What you return should be every record, retyped without a single change.

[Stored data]
══════════

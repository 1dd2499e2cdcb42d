//! Display dictionaries and the locale toggle.
//!
//! The locale picks which fixed set of strings the dashboard shows and which
//! language instruction is sent to the model. It has no other effect, so it
//! is a plain lookup: [`Locale::strings`] returns a `'static` table.

use serde::{Deserialize, Serialize};
use std::fmt;
use std::str::FromStr;

/// The two supported display/answer languages.
#[derive(Debug, Clone, Copy, PartialEq, Eq, Hash, Default, Serialize, Deserialize)]
#[serde(rename_all = "lowercase")]
pub enum Locale {
    /// English.
    En,
    /// Simplified Chinese. (default)
    #[default]
    Zh,
}

impl Locale {
    /// The display dictionary for this locale.
    pub fn strings(self) -> &'static Strings {
        match self {
            Locale::En => &EN,
            Locale::Zh => &ZH,
        }
    }

    /// Short code used on the command line and in serialized state.
    pub fn code(self) -> &'static str {
        match self {
            Locale::En => "en",
            Locale::Zh => "zh",
        }
    }
}

impl fmt::Display for Locale {
    fn fmt(&self, f: &mut fmt::Formatter<'_>) -> fmt::Result {
        f.write_str(self.code())
    }
}

impl FromStr for Locale {
    type Err = String;

    fn from_str(s: &str) -> Result<Self, Self::Err> {
        match s.trim().to_ascii_lowercase().as_str() {
            "en" | "english" => Ok(Locale::En),
            "zh" | "cn" | "chinese" | "中文" => Ok(Locale::Zh),
            other => Err(format!("unknown locale '{other}' (expected 'en' or 'zh')")),
        }
    }
}

/// Every user-facing string the front-end needs.
#[derive(Debug)]
pub struct Strings {
    pub app_name: &'static str,
    pub app_subtitle: &'static str,
    pub start_over: &'static str,
    pub hero_title: &'static str,
    pub hero_desc: &'static str,
    pub step_upload: &'static str,
    pub step_status: &'static str,
    pub step_ask: &'static str,
    pub analyzing_title: &'static str,
    pub analyzing_desc: &'static str,
    pub status_healthy: &'static str,
    pub status_unhealthy: &'static str,
    pub status_caution: &'static str,
    pub status_unknown: &'static str,
    pub analysis_complete: &'static str,
    pub key_indicators: &'static str,
    pub chat_header: &'static str,
    pub ai_badge: &'static str,
    pub chat_welcome: &'static str,
    pub chat_welcome_sub: &'static str,
    pub chat_error: &'static str,
    pub placeholder: &'static str,
    pub alert_error: &'static str,
    pub col_header_term: &'static str,
    pub col_header_meta: &'static str,
    pub upload_title: &'static str,
    pub upload_subtitle: &'static str,
    pub upload_error: &'static str,
    pub read_error: &'static str,
    pub thinking: &'static str,
    pub busy: &'static str,
}

static EN: Strings = Strings {
    app_name: "Dr. Meow",
    app_subtitle: "Financial Checkup",
    start_over: "Check Another",
    hero_title: "Is your company healthy?",
    hero_desc: "Dr. Meow will sniff out the risks! Upload your PDF financial report for a purr-fessional diagnosis.",
    step_upload: "Feed PDF",
    step_status: "Diagnosis",
    step_ask: "Ask Dr. Meow",
    analyzing_title: "Sniffing the numbers...",
    analyzing_desc: "Dr. Meow is checking the kibble reserves (Cash Flow) and mouse catch rate (Profit).",
    status_healthy: "Purr-fectly Healthy!",
    status_unhealthy: "Hisss! High Risk",
    status_caution: "Caution needed",
    status_unknown: "Meow? Unknown",
    analysis_complete: "Diagnosis Ready",
    key_indicators: "Dr. Meow's Key Findings",
    chat_header: "Chat with Dr. Meow",
    ai_badge: "AI Expert",
    chat_welcome: "Meow! I've studied the report.",
    chat_welcome_sub: "Ask me anything about the money situation!",
    chat_error: "Sorry, I got distracted by a laser pointer. Try again?",
    placeholder: "Ask about profit, debt, etc...",
    alert_error: "Hisss! I couldn't read that file. Try a cleaner PDF.",
    col_header_term: "Professional Term",
    col_header_meta: "Dr. Meow's Explanation",
    upload_title: "Feed Me Data!",
    upload_subtitle: "Give Dr. Meow the path to your PDF report",
    upload_error: "Only PDF files are tasty (supported)!",
    read_error: "Meow? I couldn't open that file. Check the path and try again.",
    thinking: "Dr. Meow is thinking...",
    busy: "Hold on, Dr. Meow is still answering the last question.",
};

static ZH: Strings = Strings {
    app_name: "喵博士",
    app_subtitle: "企业财务体检",
    start_over: "重新体检",
    hero_title: "你的企业健康吗？",
    hero_desc: "把财报交给喵博士！我会帮你嗅出风险，用猫咪都能听懂的话为你分析。",
    step_upload: "投喂财报",
    step_status: "获取诊断",
    step_ask: "咨询喵博士",
    analyzing_title: "正在嗅探数据...",
    analyzing_desc: "喵博士正在检查猫粮储备（现金流）和捕鼠效率（利润）...",
    status_healthy: "健康得像只小老虎！",
    status_unhealthy: "哈气！有危险",
    status_caution: "需要小心",
    status_unknown: "喵？未知状态",
    analysis_complete: "诊断报告",
    key_indicators: "喵博士的关键发现",
    chat_header: "咨询喵博士",
    ai_badge: "AI 专家",
    chat_welcome: "喵！报告看完了！",
    chat_welcome_sub: "关于钱的事，尽管问我！",
    chat_error: "抱歉，我刚刚去抓蝴蝶了。请再试一次？",
    placeholder: "输入您的问题...",
    alert_error: "嘶——！文件看不清，请换个清晰的 PDF 试试。",
    col_header_term: "专业指标",
    col_header_meta: "喵言喵语解读",
    upload_title: "投喂财报！",
    upload_subtitle: "把 PDF 路径交给喵博士，来帮你体检",
    upload_error: "喵？我只吃 PDF 文件哦！",
    read_error: "喵？打不开这个文件，请检查路径后再试。",
    thinking: "喵博士正在思考...",
    busy: "稍等，喵博士还在回答上一个问题。",
};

══════════

== RESPONSE BELOW ==
repository 1dd2499e2cdcb42d
//! Display dictionaries and the locale toggle.
//!
//! The locale picks which fixed set of strings the dashboard shows and which
//! language instruction is sent to the model. It has no other effect, so it
//! is a plain lookup: [`Locale::strings`] returns a `'static` table.

use serde::{Deserialize, Serialize};
use std::fmt;
use std::str::FromStr;

/// The two supported display/answer languages.
#[derive(Debug, Clone, Copy, PartialEq, Eq, Hash, Default, Serialize, Deserialize)]
#[serde(rename_all = "lowercase")]
pub enum Locale {
    /// English.
    En,
    /// Simplified Chinese. (default)
    #[default]
    Zh,
}

impl Locale {
    /// The display dictionary for this locale.
    pub fn strings(self) -> &'static Strings {
        match self {
            Locale::En => &EN,
            Locale::Zh => &ZH,
        }
    }

    /// Short code used on the command line and in serialized state.
    pub fn code(self) -> &'static str {
        match self {
            Locale::En => "en",
            Locale::Zh => "zh",
        }
    }
}

impl fmt::Display for Locale {
    fn fmt(&self, f: &mut fmt::Formatter<'_>) -> fmt::Result {
        f.write_str(self.code())
    }
}

impl FromStr for Locale {
    type Err = String;

    fn from_str(s: &str) -> Result<Self, Self::Err> {
        match s.trim().to_ascii_lowercase().as_str() {
            "en" | "english" => Ok(Locale::En),
            "zh" | "cn" | "chinese" | "中文" => Ok(Locale::Zh),
            other => Err(format!("unknown locale '{other}' (expected 'en' or 'zh')")),
        }
    }
}

/// Every user-facing string the front-end needs.
#[derive(Debug)]
pub struct Strings {
    pub app_name: &'static str,
    pub app_subtitle: &'static str,
    pub start_over: &'static str,
    pub hero_title: &'static str,
    pub hero_desc: &'static str,
    pub step_upload: &'static str,
    pub step_status: &'static str,
    pub step_ask: &'static str,
    pub analyzing_title: &'static str,
    pub analyzing_desc: &'static str,
    pub status_healthy: &'static str,
    pub status_unhealthy: &'static str,
    pub status_caution: &'static str,
    pub status_unknown: &'static str,
    pub analysis_complete: &'static str,
    pub key_indicators: &'static str,
    pub chat_header: &'static str,
    pub ai_badge: &'static str,
    pub chat_welcome: &'static str,
    pub chat_welcome_sub: &'static str,
    pub chat_error: &'static str,
    pub placeholder: &'static str,
    pub alert_error: &'static str,
    pub col_header_term: &'static str,
    pub col_header_meta: &'static str,
    pub upload_title: &'static str,
    pub upload_subtitle: &'static str,
    pub upload_error: &'static str,
    pub read_error: &'static str,
    pub thinking: &'static str,
    pub busy: &'static str,
}

static EN: Strings = Strings {
    app_name: "Dr. Meow",
    app_subtitle: "Financial Checkup",
    start_over: "Check Another",
    hero_title: "Is your company healthy?",
    hero_desc: "Dr. Meow will sniff out the risks! Upload your PDF financial report for a purr-fessional diagnosis.",
    step_upload: "Feed PDF",
    step_status: "Diagnosis",
    step_ask: "Ask Dr. Meow",
    analyzing_title: "Sniffing the numbers...",
    analyzing_desc: "Dr. Meow is checking the kibble reserves (Cash Flow) and mouse catch rate (Profit).",
    status_healthy: "Purr-fectly Healthy!",
    status_unhealthy: "Hisss! High Risk",
    status_caution: "Caution needed",
    status_unknown: "Meow? Unknown",
    analysis_complete: "Diagnosis Ready",
    key_indicators: "Dr. Meow's Key Findings",
    chat_header: "Chat with Dr. Meow",
    ai_badge: "AI Expert",
    chat_welcome: "Meow! I've studied the report.",
    chat_welcome_sub: "Ask me anything about the money situation!",
    chat_error: "Sorry, I got distracted by a laser pointer. Try again?",
    placeholder: "Ask about profit, debt, etc...",
    alert_error: "Hisss! I couldn't read that file. Try a cleaner PDF.",
    col_header_term: "Professional Term",
    col_header_meta: "Dr. Meow's Explanation",
    upload_title: "Feed Me Data!",
    upload_subtitle: "Give Dr. Meow the path to your PDF report",
    upload_error: "Only PDF files are tasty (supported)!",
    read_error: "Meow? I couldn't open that file. Check the path and try again.",
    thinking: "Dr. Meow is thinking...",
    busy: "Hold on, Dr. Meow is still answering the last question.",
};

static ZH: Strings = Strings {
    app_name: "喵博士",
    app_subtitle: "企业财务体检",
    start_over: "重新体检",
    hero_title: "你的企业健康吗？",
    hero_desc: "把财报交给喵博士！我会帮你嗅出风险，用猫咪都能听懂的话为你分析。",
    step_upload: "投喂财报",
    step_status: "获取诊断",
    step_ask: "咨询喵博士",
    analyzing_title: "正在嗅探数据...",
    analyzing_desc: "喵博士正在检查猫粮储备（现金流）和捕鼠效率（利润）...",
    status_healthy: "健康得像只小老虎！",
    status_unhealthy: "哈气！有危险",
    status_caution: "需要小心",
    status_unknown: "喵？未知状态",
    analysis_complete: "诊断报告",
    key_indicators: "喵博士的关键发现",
    chat_header: "咨询喵博士",
    ai_badge: "AI 专家",
    chat_welcome: "喵！报告看完了！",
    chat_welcome_sub: "关于钱的事，尽管问我！",
    chat_error: "抱歉，我刚刚去抓蝴蝶了。请再试一次？",
    placeholder: "输入您的问题...",
    alert_error: "嘶——！文件看不清，请换个清晰的 PDF 试试。",
    col_header_term: "专业指标",
    col_header_meta: "喵言喵语解读",
    upload_title: "投喂财报！",
    upload_subtitle: "把 PDF 路径交给喵博士，来帮你体检",
    upload_error: "喵？我只吃 PDF 文件哦！",
    read_error: "喵？打不开这个文件，请检查路径后再试。",
    thinking: "喵博士正在思考...",
    busy: "稍等，喵博士还在回答上一个问题。",
};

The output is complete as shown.